*** PROVIDED MATERIAL ***

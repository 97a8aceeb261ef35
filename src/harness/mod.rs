//! Conformance harness: discovers every registered estimator, builds a
//! working instance of each and runs the checks its capabilities call for.

pub mod checks;
pub mod config;
pub mod construction;
pub mod registry;
pub mod report;
pub mod runner;

use thiserror::Error;

pub use checks::{checks_for, checks_for_loss, Check, CheckContext, LossCheck, Violation};
pub use config::{ConfigError, HarnessConfig};
pub use construction::{build, build_all, extra_subjects, resolve, ConstructionError, Recipe, Subject};
pub use registry::{discover, registry};
pub use report::{CheckReport, Summary, Tally};
pub use runner::{run, run_all, run_loss_checks, run_parallel, run_subject};

/// Errors that stop a run before any check executes
#[derive(Error, Debug)]
pub enum HarnessError {
    #[error(transparent)]
    Config(#[from] ConfigError),
    #[error(transparent)]
    Construction(#[from] ConstructionError),
}

/// Runs the whole battery: every discovered type, the extra subjects and
/// the loss checks.
///
/// Violations are collected in the summary; only configuration and
/// construction defects are returned as errors.
pub fn certify(config: &HarnessConfig) -> Result<Summary, HarnessError> {
    let ctx = CheckContext::new(config.clone())?;
    let mut subjects = build_all()?;
    subjects.extend(extra_subjects()?);
    log::info!("Certifying {} subjects with {} worker(s)", subjects.len(), config.workers);

    let mut summary = if config.workers > 1 {
        run_parallel(&subjects, &ctx, config.workers)
    } else {
        run_all(&subjects, &ctx)
    };
    summary.merge(run_loss_checks(&ctx));
    Ok(summary)
}

#[cfg(test)]
mod tests {
    use super::*;

    #[test]
    fn test_certify_rejects_invalid_config() {
        let config = HarnessConfig { workers: 0, ..HarnessConfig::default() };
        assert!(matches!(certify(&config), Err(HarnessError::Config(_))));
    }

    #[test]
    fn test_certify_covers_every_subject() {
        let summary = certify(&HarnessConfig::quick()).unwrap();
        for estimator_type in registry() {
            let id = estimator_type.qualified_name();
            assert!(summary.reports.iter().any(|r| r.subject == id), "{} not certified", id);
        }
        assert!(summary.reports.iter().any(|r| r.subject == "Loss::Log"));
    }
}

*** End of PROVIDED MATERIAL ***

**PROMPT**
Where the string "HarnessConfig" occurs in a line above, count that line, and report solely the final figure.

**ANSWER FOR THIS EXERCISE**
4